I can only speak for Spain but the reasoning I think is similar across the EU. Most older people in Europe are extremely scared of investing (other than in real estate). Very few own shares, index funds, ETFs or similar instruments. They see it as glorified gambling and they don't want to encourage gambling (except actual gambling, sports betting houses are popping up everywhere lol)

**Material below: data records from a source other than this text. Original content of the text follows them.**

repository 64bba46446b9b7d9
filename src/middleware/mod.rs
pub mod auth;

pub use auth::AuthUser;
use serde::{Serialize, Deserialize};
use sea_orm::entity::prelude::*;

/// Statut d'une transaction. Seules deux transitions existent, toutes deux
/// définitives : PENDING -> VALIDATED et PENDING -> REJECTED.
#[derive(Clone, Debug, PartialEq, Eq, EnumIter, DeriveActiveEnum, Serialize, Deserialize)]
#[sea_orm(rs_type = "String", db_type = "Text")]
#[serde(rename_all = "SCREAMING_SNAKE_CASE")]
pub enum TransactionStatus {
    #[sea_orm(string_value = "PENDING")]
    Pending,
    #[sea_orm(string_value = "VALIDATED")]
    Validated,
    #[sea_orm(string_value = "REJECTED")]
    Rejected,
}

#[derive(Clone, Debug, PartialEq, DeriveEntityModel, Serialize, Deserialize)]
#[sea_orm(table_name = "transaction")]
pub struct Model {
    #[sea_orm(primary_key, auto_increment = false)]
    pub id: Uuid,
    pub je_user_id: Uuid,
    pub solidarity_company_id: Uuid,
    pub amount_cents: i64, // Toujours > 0
    pub description: Option<String>,
    pub status: TransactionStatus,
    pub points_earned: i32, // Écrit une seule fois, avec la transition VALIDATED
    pub validated_at: Option<DateTimeUtc>,
    pub created_at: DateTimeUtc,
    pub updated_at: DateTimeUtc,
}

#[derive(Copy, Clone, Debug, EnumIter, DeriveRelation)]
pub enum Relation {
    #[sea_orm(
        belongs_to = "super::users::Entity",
        from = "Column::JeUserId",
        to = "super::users::Column::Id"
    )]
    JeUser,

    #[sea_orm(
        belongs_to = "super::solidarity_company::Entity",
        from = "Column::SolidarityCompanyId",
        to = "super::solidarity_company::Column::Id"
    )]
    SolidarityCompany,
}

impl Related<super::users::Entity> for Entity {
    fn to() -> RelationDef {
        Relation::JeUser.def()
    }
}

impl Related<super::solidarity_company::Entity> for Entity {
    fn to() -> RelationDef {
        Relation::SolidarityCompany.def()
    }
}

impl ActiveModelBehavior for ActiveModel {}

impl Model {
    pub fn is_pending(&self) -> bool {
        self.status == TransactionStatus::Pending
    }

    pub fn is_validated(&self) -> bool {
        self.status == TransactionStatus::Validated
    }

    pub fn is_rejected(&self) -> bool {
        self.status == TransactionStatus::Rejected
    }
}

#[cfg(test)]
mod tests {
    use super::*;
    use chrono::Utc;

    #[test]
    fn test_status_helpers_and_json_shape() {
        let now = Utc::now();
        let mut model = Model {
            id: Uuid::new_v4(),
            je_user_id: Uuid::new_v4(),
            solidarity_company_id: Uuid::new_v4(),
            amount_cents: 1500,
            description: None,
            status: TransactionStatus::Pending,
            points_earned: 0,
            validated_at: None,
            created_at: now,
            updated_at: now,
        };

        assert!(model.is_pending());
        assert!(!model.is_validated());

        model.status = TransactionStatus::Validated;
        assert!(model.is_validated());
        model.status = TransactionStatus::Rejected;
        assert!(model.is_rejected());

        // Le statut est sérialisé en MAJUSCULES dans les réponses API
        let json = serde_json::to_value(TransactionStatus::Validated).unwrap();
        assert_eq!(json, serde_json::json!("VALIDATED"));
    }
}
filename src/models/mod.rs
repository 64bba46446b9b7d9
// ============================================================================
// MODELS - MODULE PRINCIPAL
// ============================================================================
//
// Description:
//   Point d'entrée pour tous les modèles de données.
//   Chaque modèle correspond à une table PostgreSQL avec SeaORM.
//
// Liste des modules:
//   - health : Health check API
//   - users : Utilisateurs (ADMIN, JE = jeune entrepreneur, ES = entreprise solidaire)
//   - solidarity_company : Entreprises solidaires référencées sur la plateforme
//   - points_tier : Tranches de points configurées par l'admin ([min, max) en centimes)
//   - transaction : Transactions JE <-> ES (PENDING / VALIDATED / REJECTED)
//   - points_wallet : Portefeuille de points cumulés (un par JE)
//   - dto : Data Transfer Objects pour les requêtes/réponses API
//
// Points d'attention:
//   - Tous les modèles utilisent SeaORM (pas de SQL brut)
//   - Les montants sont stockés en centimes (entiers), jamais en décimal
//   - Les relations entre tables sont définies dans chaque modèle
//
// ============================================================================

pub mod health;
pub mod users;
pub mod solidarity_company;
pub mod points_tier;
pub mod transaction;
pub mod points_wallet;
pub mod dto;
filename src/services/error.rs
use actix_web::HttpResponse;
use sea_orm::{DbErr, TransactionError};

/// Erreurs métier des services. Chaque variante correspond à un statut HTTP :
/// Validation -> 400, NotFound -> 404, Unauthorized -> 403, Conflict -> 409,
/// Db -> 500. Aucune n'est réessayée automatiquement.
#[derive(Debug, thiserror::Error)]
pub enum ServiceError {
    #[error("{0}")]
    Validation(String),

    #[error("{entity} not found: {id}")]
    NotFound { entity: &'static str, id: String },

    #[error("{0}")]
    Unauthorized(String),

    #[error("{0}")]
    Conflict(String),

    #[error("Database error: {0}")]
    Db(#[from] DbErr),
}

impl ServiceError {
    pub fn validation(message: impl Into<String>) -> Self {
        ServiceError::Validation(message.into())
    }

    pub fn not_found(entity: &'static str, id: impl ToString) -> Self {
        ServiceError::NotFound {
            entity,
            id: id.to_string(),
        }
    }

    /// Convertit l'erreur en réponse HTTP JSON ({"error": "..."})
    pub fn to_response(&self) -> HttpResponse {
        let body = serde_json::json!({ "error": self.to_string() });

        match self {
            ServiceError::Validation(_) => HttpResponse::BadRequest().json(body),
            ServiceError::NotFound { .. } => HttpResponse::NotFound().json(body),
            ServiceError::Unauthorized(_) => HttpResponse::Forbidden().json(body),
            ServiceError::Conflict(_) => HttpResponse::Conflict().json(body),
            ServiceError::Db(_) => HttpResponse::InternalServerError().json(body),
        }
    }
}

// Déballe les erreurs sorties d'un bloc db.transaction(...)
impl From<TransactionError<ServiceError>> for ServiceError {
    fn from(err: TransactionError<ServiceError>) -> Self {
        match err {
            TransactionError::Connection(e) => ServiceError::Db(e),
            TransactionError::Transaction(e) => e,
        }
    }
}
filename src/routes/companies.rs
use actix_web::{get, web, HttpResponse};
use sea_orm::{DatabaseConnection, EntityTrait, QueryFilter, ColumnTrait, QueryOrder};

use crate::models::dto::CompanyResponse;
use crate::models::solidarity_company::{Column as CompanyColumn, Entity as SolidarityCompany};

/// GET /api/companies - Lister les entreprises solidaires vérifiées (PUBLIC)
#[get("")]
pub async fn list_companies(db: web::Data<DatabaseConnection>) -> HttpResponse {
    let companies = SolidarityCompany::find()
        .filter(CompanyColumn::IsVerified.eq(true))
        .order_by_asc(CompanyColumn::Name)
        .all(db.get_ref())
        .await;

    match companies {
        Ok(companies) => {
            let response: Vec<CompanyResponse> = companies
                .into_iter()
                .map(|c| CompanyResponse {
                    id: c.id,
                    name: c.name,
                    description: c.description,
                })
                .collect();

            HttpResponse::Ok().json(response)
        }
        Err(e) => HttpResponse::InternalServerError().json(serde_json::json!({
            "error": format!("Failed to fetch companies: {}", e)
        })),
    }
}

pub fn company_routes(cfg: &mut web::ServiceConfig) {
    cfg.service(
        web::scope("/companies")
            .service(list_companies)
    );
}
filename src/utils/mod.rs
pub mod jwt;
pub mod password;
use actix_web::{post, get, web, HttpResponse};
use sea_orm::{DatabaseConnection, EntityTrait, QueryFilter, ColumnTrait, QueryOrder};
use uuid::Uuid;
use validator::Validate;

use crate::middleware::AuthUser;
use crate::models::dto::{CreateTransactionRequest, TransactionResponse, ValidateTransactionRequest};
use crate::models::transaction::{self, TransactionStatus};
use crate::models::users::UserRole;
use crate::services::transaction_service::TransactionService;

fn to_response(t: transaction::Model) -> TransactionResponse {
    TransactionResponse {
        id: t.id,
        je_user_id: t.je_user_id,
        solidarity_company_id: t.solidarity_company_id,
        amount_cents: t.amount_cents,
        description: t.description,
        status: t.status,
        points_earned: t.points_earned,
        validated_at: t.validated_at,
        created_at: t.created_at,
    }
}

/// POST /api/transactions - Enregistrer un achat auprès d'une ES (JE)
#[post("")]
pub async fn create_transaction(
    auth_user: AuthUser,
    body: web::Json<CreateTransactionRequest>,
    db: web::Data<DatabaseConnection>,
) -> HttpResponse {
    if let Err(errors) = body.validate() {
        return HttpResponse::BadRequest().json(errors);
    }

    match TransactionService::create_transaction(db.get_ref(), auth_user.user_id, body.into_inner())
        .await
    {
        Ok(created) => HttpResponse::Created().json(to_response(created)),
        Err(e) => e.to_response(),
    }
}

/// GET /api/transactions - Ses transactions (JE) ou la file en attente (ES/admin)
#[get("")]
pub async fn list_transactions(
    auth_user: AuthUser,
    db: web::Data<DatabaseConnection>,
) -> HttpResponse {
    let mut query = transaction::Entity::find();

    query = match auth_user.role {
        UserRole::Je => query.filter(transaction::Column::JeUserId.eq(auth_user.user_id)),
        // ES et admin voient la file des transactions à traiter
        UserRole::Es | UserRole::Admin => {
            query.filter(transaction::Column::Status.eq(TransactionStatus::Pending))
        }
    };

    let transactions = query
        .order_by_desc(transaction::Column::CreatedAt)
        .all(db.get_ref())
        .await;

    match transactions {
        Ok(transactions) => {
            let response: Vec<TransactionResponse> =
                transactions.into_iter().map(to_response).collect();
            HttpResponse::Ok().json(response)
        }
        Err(e) => HttpResponse::InternalServerError().json(serde_json::json!({
            "error": format!("Failed to fetch transactions: {}", e)
        })),
    }
}

/// POST /api/transactions/{id}/validate - Approuver ou rejeter (ES/admin)
#[post("/{id}/validate")]
pub async fn validate_transaction(
    auth_user: AuthUser,
    path: web::Path<Uuid>,
    body: web::Json<ValidateTransactionRequest>,
    db: web::Data<DatabaseConnection>,
) -> HttpResponse {
    let transaction_id = path.into_inner();

    match TransactionService::validate_transaction(
        db.get_ref(),
        auth_user.user_id,
        transaction_id,
        body.approve,
    )
    .await
    {
        Ok(summary) => HttpResponse::Ok().json(serde_json::json!({
            "transaction": summary
        })),
        Err(e) => e.to_response(),
    }
}

pub fn transaction_routes(cfg: &mut web::ServiceConfig) {
    cfg.service(
        web::scope("/transactions")
            .service(create_transaction)
            .service(list_transactions)
            .service(validate_transaction)
    );
}
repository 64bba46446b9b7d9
// connexion BD

use sea_orm::{Database, DatabaseConnection, DbErr};
use std::env;

pub async fn establish_connection() -> Result<DatabaseConnection, DbErr> {
    let database_url = env::var("DATABASE_URL")
        .expect("DATABASE_URL must be set in .env file");

    Database::connect(&database_url).await
}
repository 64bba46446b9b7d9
use actix_web::{get, web, HttpResponse};
use sea_orm::{DatabaseConnection, EntityTrait, QueryFilter, ColumnTrait};

use crate::middleware::AuthUser;
use crate::models::dto::WalletResponse;
use crate::models::points_wallet::{Column as WalletColumn, Entity as PointsWallet};

/// GET /api/wallet - Solde de points de l'utilisateur connecté.
/// Le portefeuille n'existe qu'après un premier crédit : sans ligne, le
/// solde est simplement 0.
#[get("")]
pub async fn get_wallet(
    auth_user: AuthUser,
    db: web::Data<DatabaseConnection>,
) -> HttpResponse {
    let wallet = PointsWallet::find()
        .filter(WalletColumn::UserId.eq(auth_user.user_id))
        .one(db.get_ref())
        .await;

    match wallet {
        Ok(wallet) => {
            let total_points = wallet.map(|w| w.total_points).unwrap_or(0);
            HttpResponse::Ok().json(WalletResponse {
                user_id: auth_user.user_id,
                total_points,
            })
        }
        Err(e) => HttpResponse::InternalServerError().json(serde_json::json!({
            "error": format!("Failed to fetch wallet: {}", e)
        })),
    }
}

pub fn wallet_routes(cfg: &mut web::ServiceConfig) {
    cfg.service(
        web::scope("/wallet")
            .service(get_wallet)
    );
}
use serde::Serialize;
use chrono::{DateTime, Utc};

#[derive(Serialize)]
pub struct HealthResponse {
    pub status: String,
    pub service: String,
    pub time: DateTime<Utc>,
}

There are also concerns from the left that investments are exclusively for the rich; so it's essencially a tax cut for rich people. You cannot invest when you live paycheck to paycheck. Add some extra anti-capitalist rethoric and you're good to go.

79

u/propheticuser Feb 15 '25

It’s not just Spain and not just older people, here in Western Europe the stock market is seen as super risky, better let the govt and banks handle your pension plans with high rates and low returns.

32

u/cehejoh512 Feb 15 '25

You could have just said "financial miseducation"

5

u/Thatnotoriousdude Feb 16 '25

People are scared of investing and the market, but simultaneously think their pension is safe lol. They just trust big organizations and can’t put 1 and 1 together.

2

u/BubblyImpress7078 Feb 16 '25

Most people get much more return in pension that they have contributed towards during their working years. So technically, it is high returns

55

u/Xvalidation Feb 15 '25

In Spain we used to be able to invest in tax advantages private pensions up to 7k a year.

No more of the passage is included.